This quarter, we've purchased the assets of OraGen Corp., a privately owned biotechnology company that specialized in immune regulation technologies. The purchase brought to Enzo technology and know-how that complements and extends our own work in this particular field. Specifically, it brings additions to our intellectual property estate that will support and extend our position in protecting our IP assets.
This is very important as our product for Hepatitis B moves into the next phase of clinical development. This was an opportunistic acquisition that underscores our determination to extend our activities in therapeutic areas. It also signals a new avenue that Enzo is strategically embarking on, not only to build from within but to acquire and license from the outside as opportunities present themselves also to explore all opportunities available to help us to reach our goals.
OraGen has been working diligently on a product area that is complementary to Enzo's which is a presentation of medicine orally to regulate the immune system and they have several complementary technologies for inducing tolerance or oral immunoregulation that we are going to put into our systems as quickly as possible.
In addition, they have something that's quite extraordinary. They can go the other direction -- that is to say, they have an oral presentation technology that will actually vaccinate. Whereas our technology eliminates immune responses they have a technology that will induce immune responses and it may turn out to be the technology of choice for standard -- for certain standard vaccinations.
We're very excited to have this group join us and this technology now a part of Enzo's technology.
This is just another activity in the furthering of Enzo's therapeutics reach this past year. Enzo Therapeutics is having an extremely eventful period. Last Thursday, we announced interim results from our Phase II double-blind study of Alequel.
This is our investigational therapeutic modality for the management of Crohn's Disease.

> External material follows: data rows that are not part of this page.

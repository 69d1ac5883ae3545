//! Error types for the games and their external collaborators.
//!
//! Nothing here is fatal. Each kind degrades a single feature:
//! invalid moves are ignored, provider failures become a dismissible
//! notice, and missing runtime capabilities disable the feature.

use thiserror::Error;

use crate::model::{Location, Zone};

/// A move that could not be applied. The tile state is left untouched.
#[derive(Debug, Clone, PartialEq, Eq, Error)]
pub enum MoveError {
    /// The source slot holds no token.
    #[error("no token at {0}")]
    EmptySource(Location),

    /// An index points outside its zone.
    #[error("{zone} index {index} out of range (len {len})")]
    OutOfRange { zone: Zone, index: usize, len: usize },
}

/// A puzzle definition that breaks the puzzle invariants.
#[derive(Debug, Clone, PartialEq, Eq, Error)]
pub enum PuzzleError {
    #[error("puzzle '{id}' has an empty target")]
    EmptyTarget { id: String },

    #[error("puzzle '{id}': scramble is not a permutation of the target")]
    NotAPermutation { id: String },

    #[error("puzzle '{id}': expected {expected} events, got {actual}")]
    WrongEventCount {
        id: String,
        expected: usize,
        actual: usize,
    },

    #[error("puzzle set is empty")]
    EmptySet,
}

/// Errors that can occur when talking to an external provider.
///
/// Providers return these boxed in `anyhow::Error`; callers downcast to
/// classify failures instead of matching on message text.
#[derive(Debug, Error)]
pub enum ProviderError {
    /// The service returned a non-success response.
    #[error("API error (HTTP {status}): {message}")]
    ApiError { status: u16, message: String },

    /// The request timed out.
    #[error("request timed out after {0}s")]
    Timeout(u64),

    /// A network error occurred.
    #[error("network error: {0}")]
    NetworkError(String),

    /// The response could not be decoded or broke the payload contract.
    #[error("malformed response: {0}")]
    MalformedResponse(String),
}

/// A runtime capability the current environment does not provide.
#[derive(Debug, Clone, PartialEq, Eq, Error)]
#[error("{capability} is not supported in this environment")]
pub struct UnsupportedCapability {
    pub capability: String,
}

impl UnsupportedCapability {
    pub fn new(capability: impl Into<String>) -> Self {
        Self {
            capability: capability.into(),
        }
    }
}

/// Any failure a single feature can run into.
#[derive(Debug, Error)]
pub enum FeatureError {
    #[error("invalid move: {0}")]
    InvalidMove(#[from] MoveError),

    #[error("{service} unavailable: {source}")]
    ExternalService {
        service: &'static str,
        #[source]
        source: anyhow::Error,
    },

    #[error(transparent)]
    Unsupported(#[from] UnsupportedCapability),
}

/// How a failure should be presented.
#[derive(Debug, Clone, PartialEq, Eq)]
pub enum Notice {
    /// Recovered locally, nothing to show.
    Ignored,
    /// Shown once; the user may re-trigger the action.
    Dismissible(String),
    /// The feature stays disabled.
    Persistent(String),
}

impl FeatureError {
    pub fn external(service: &'static str, source: anyhow::Error) -> Self {
        FeatureError::ExternalService { service, source }
    }

    /// Map the failure to its presentation.
    pub fn notice(&self) -> Notice {
        match self {
            FeatureError::InvalidMove(_) => Notice::Ignored,
            FeatureError::ExternalService { service, .. } => {
                Notice::Dismissible(format!("Could not reach the {service}. Please try again."))
            }
            FeatureError::Unsupported(e) => Notice::Persistent(e.to_string()),
        }
    }

    /// The provider error behind an external failure, if there is one.
    pub fn provider_error(&self) -> Option<&ProviderError> {
        match self {
            FeatureError::ExternalService { source, .. } => source.downcast_ref(),
            _ => None,
        }
    }
}
pub mod home;
pub mod results;
pub mod survey;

Dean will comment a little bit more about these results. I'd just like to comment that while this is an active ongoing trial and that while the outcome cannot be predicted, we are extremely encouraged by the data so far. As a result, we are planning to expand this trial to include a large number of patients and increase the diversity of the patient population.

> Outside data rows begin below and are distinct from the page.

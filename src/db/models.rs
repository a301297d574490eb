// Database model structs

use crate::models::QuestionKind;

#[derive(Clone, Debug, sqlx::FromRow)]
pub struct Survey {
    pub id: i64,
    pub name: String,
    pub slug: String,
    pub logo: Option<String>,
    pub editable: bool,
    /// Result-access capability token, generated once at creation.
    pub token: String,
    pub intro: String,
    pub outro: String,
}

#[derive(Clone, Debug, sqlx::FromRow)]
pub struct Page {
    pub id: i64,
    pub survey_id: i64,
    pub rank: i64,
    pub intro: String,
}

#[derive(Clone, Debug, sqlx::FromRow)]
pub struct Question {
    pub id: i64,
    pub page_id: i64,
    pub rank: i64,
    pub question_type: String,
    pub question_text: String,
    pub required: bool,
    /// JSON-encoded ordered (value, label) pairs; CHOICE only.
    pub choices: Option<String>,
    pub choices_blank_allowed: bool,
    pub num_answer_min: Option<i64>,
    pub num_answer_max: Option<i64>,
}

impl Question {
    /// Decode the stored type code. An unknown code is unreachable under
    /// valid configuration and surfaces as an integrity error.
    pub fn kind(&self) -> Result<QuestionKind, ValueError> {
        QuestionKind::from_code(&self.question_type).ok_or_else(|| ValueError::Integrity {
            question_id: self.id,
            detail: format!("unknown question type `{}`", self.question_type),
        })
    }

    pub fn choice_pairs(&self) -> Vec<(String, String)> {
        self.choices
            .as_deref()
            .and_then(|json| serde_json::from_str(json).ok())
            .unwrap_or_default()
    }

    /// First few words of the question text, for result headings.
    pub fn short_text(&self) -> String {
        let mut words = self.question_text.split_whitespace();
        let short: Vec<&str> = words.by_ref().take(5).collect();
        if words.next().is_some() {
            format!("{} ...", short.join(" "))
        } else {
            short.join(" ")
        }
    }
}

#[derive(Clone, Debug, sqlx::FromRow)]
pub struct AnswerGroup {
    pub id: i64,
    pub survey_id: i64,
    /// Page currently being filled; NULL once the session is complete.
    pub page_id: Option<i64>,
    /// Respondent session token; distinct namespace from `Survey::token`.
    pub token: String,
}

impl AnswerGroup {
    pub fn is_complete(&self) -> bool {
        self.page_id.is_none()
    }
}

/// A stored answer value in its storage representation.
#[derive(Clone, Debug, PartialEq)]
pub enum AnswerValue {
    Bool(bool),
    Num(i64),
    Star(i64),
    Text(String),
    Choice(String),
}

#[derive(Clone, Debug, sqlx::FromRow)]
pub struct Answer {
    pub id: i64,
    pub question_id: i64,
    pub answer_group_id: i64,
    pub bool_answer: Option<bool>,
    pub num_answer: Option<i64>,
    pub star_answer: Option<i64>,
    pub text_answer: Option<String>,
    pub choices_answer: Option<String>,
    /// Whole Unix seconds; drives chart staleness checks.
    pub updated_at: i64,
}

impl Answer {
    /// Whether the slot selected by the question's type is populated.
    /// This is the sole "answered" predicate used for form resumption
    /// and aggregation denominators.
    pub fn has_value(&self, kind: QuestionKind) -> bool {
        match kind {
            QuestionKind::Boolean => self.bool_answer.is_some(),
            QuestionKind::Num => self.num_answer.is_some(),
            QuestionKind::Star => self.star_answer.is_some(),
            QuestionKind::Text => self.text_answer.is_some(),
            QuestionKind::Choice => self.choices_answer.is_some(),
        }
    }

    /// The populated slot in its storage representation, or `None` when
    /// the question has not been answered yet.
    pub fn value(&self, kind: QuestionKind) -> Option<AnswerValue> {
        match kind {
            QuestionKind::Boolean => self.bool_answer.map(AnswerValue::Bool),
            QuestionKind::Num => self.num_answer.map(AnswerValue::Num),
            QuestionKind::Star => self.star_answer.map(AnswerValue::Star),
            QuestionKind::Text => self.text_answer.clone().map(AnswerValue::Text),
            QuestionKind::Choice => self.choices_answer.clone().map(AnswerValue::Choice),
        }
    }

    /// The exact string token the form widgets expect: "1"/"0" for
    /// boolean, the numeric string for star, the plain value otherwise.
    pub fn form_value(&self, kind: QuestionKind) -> Option<String> {
        match kind {
            QuestionKind::Boolean => self
                .bool_answer
                .map(|b| if b { "1" } else { "0" }.to_string()),
            QuestionKind::Num => self.num_answer.map(|n| n.to_string()),
            QuestionKind::Star => self.star_answer.map(|n| n.to_string()),
            QuestionKind::Text => self.text_answer.clone(),
            QuestionKind::Choice => self.choices_answer.clone(),
        }
    }
}

/// Generation record for a question's chart artifact. One per
/// question; the path and timestamp here are authoritative, the
/// filename is informational.
#[derive(Clone, Debug, sqlx::FromRow)]
pub struct ChartArtifact {
    pub id: i64,
    pub survey_id: i64,
    pub question_id: i64,
    pub path: String,
    /// Whole Unix seconds, compared against `answers.updated_at`.
    pub generated_at: i64,
}

/// Errors from the value codec.
#[derive(Debug, thiserror::Error)]
pub enum ValueError {
    /// A submitted value does not convert to the question type's storage
    /// representation, or violates a declared bound. Recovered locally.
    #[error("value `{value}` is not valid for question {question_id}")]
    Validation { question_id: i64, value: String },

    /// A question's stored state does not match any known handling
    /// branch. Unreachable under valid configuration; signals corruption.
    #[error("integrity error for question {question_id}: {detail}")]
    Integrity { question_id: i64, detail: String },
}

/// Chart-ready aggregate: ordered (label, count) buckets, with the
/// implicit "no answer" bucket appended last.
#[derive(Clone, Debug, PartialEq)]
pub struct Dataset {
    pub buckets: Vec<(String, i64)>,
}

impl Dataset {
    pub fn labels(&self) -> Vec<&str> {
        self.buckets.iter().map(|(label, _)| label.as_str()).collect()
    }

    pub fn counts(&self) -> Vec<i64> {
        self.buckets.iter().map(|&(_, count)| count).collect()
    }

    pub fn total(&self) -> i64 {
        self.counts().iter().sum()
    }
}

#[cfg(test)]
mod tests {
    use super::*;

    fn answer() -> Answer {
        Answer {
            id: 1,
            question_id: 1,
            answer_group_id: 1,
            bool_answer: None,
            num_answer: None,
            star_answer: None,
            text_answer: None,
            choices_answer: None,
            updated_at: 0,
        }
    }

    #[test]
    fn slots_are_selected_by_kind() {
        let mut a = answer();
        a.bool_answer = Some(true);
        assert!(a.has_value(QuestionKind::Boolean));
        assert!(!a.has_value(QuestionKind::Num));
        assert_eq!(a.value(QuestionKind::Boolean), Some(AnswerValue::Bool(true)));
        assert_eq!(a.value(QuestionKind::Text), None);
    }

    #[test]
    fn form_values_use_widget_tokens() {
        let mut a = answer();
        a.bool_answer = Some(false);
        a.star_answer = Some(4);
        assert_eq!(a.form_value(QuestionKind::Boolean).as_deref(), Some("0"));
        assert_eq!(a.form_value(QuestionKind::Star).as_deref(), Some("4"));
    }

    #[test]
    fn short_text_truncates_at_five_words() {
        let q = Question {
            id: 1,
            page_id: 1,
            rank: 1,
            question_type: "T".into(),
            question_text: "How did you hear about our service this year?".into(),
            required: true,
            choices: None,
            choices_blank_allowed: false,
            num_answer_min: None,
            num_answer_max: None,
        };
        assert_eq!(q.short_text(), "How did you hear about ...");
    }
}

We're also seeking to determine the duration of the effects of the treatment. And if all goes as planned we could see the results from this during this year.
Dean Engelhardt - Executive VP, Director of Research
I want to make three points on that. First of all we just put out a press release on this. And I want to emphasize that we are continuing to medicate subjects and to go through the follow-up period so this trial is as of yet not closed.

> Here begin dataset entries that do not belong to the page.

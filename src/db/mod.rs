// Database module - provides data access layer

use std::str::FromStr;

use color_eyre::Result;
use sqlx::sqlite::{SqliteConnectOptions, SqlitePoolOptions};
use sqlx::SqlitePool;

// Re-export models for convenience
pub mod models;
pub use models::*;

// Internal modules
mod answer;
mod answer_group;
mod chart;
mod question;
mod report;
mod schema;
mod survey;

pub use answer::SetValueError;

// Main database handle
#[derive(Clone)]
pub struct Db {
    pool: SqlitePool,
}

impl Db {
    pub async fn new(url: &str) -> Result<Self> {
        let options = SqliteConnectOptions::from_str(url)?.create_if_missing(true);
        let pool = SqlitePoolOptions::new().connect_with(options).await?;

        // Verify connection
        let one: i32 = sqlx::query_scalar("SELECT 1").fetch_one(&pool).await?;
        assert_eq!(one, 1);

        // Initialize schema
        schema::create_schema(&pool).await?;

        tracing::info!("database connection has been verified");

        Ok(Self { pool })
    }
}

But based on the preliminary data that we've announced and published, we are going to initiate a second arm of this trial. And this arm is going to -- first of all -- add more subjects and, therefore, more good data in a double-blind randomized format. But in addition, we are broadening the patient population. That is to say, we are allowing different -- new and different types of subjects or patients with Crohn's Disease to enter into the trial in order to make a more broadly applicable medicine.
This is a very optimistic thing. And I'm looking forward to getting this trial started as soon as possible so that we can reach the broadest possible patient population with our new medicine.
Barry Weiner - President
We're very excited about the Alequel opportunity at this point in time. We believe the program that we are putting into place will be an expeditious one, one that hopefully will increase the opportunity to move this product through the pipeline in a much more rapid and predictable fashion.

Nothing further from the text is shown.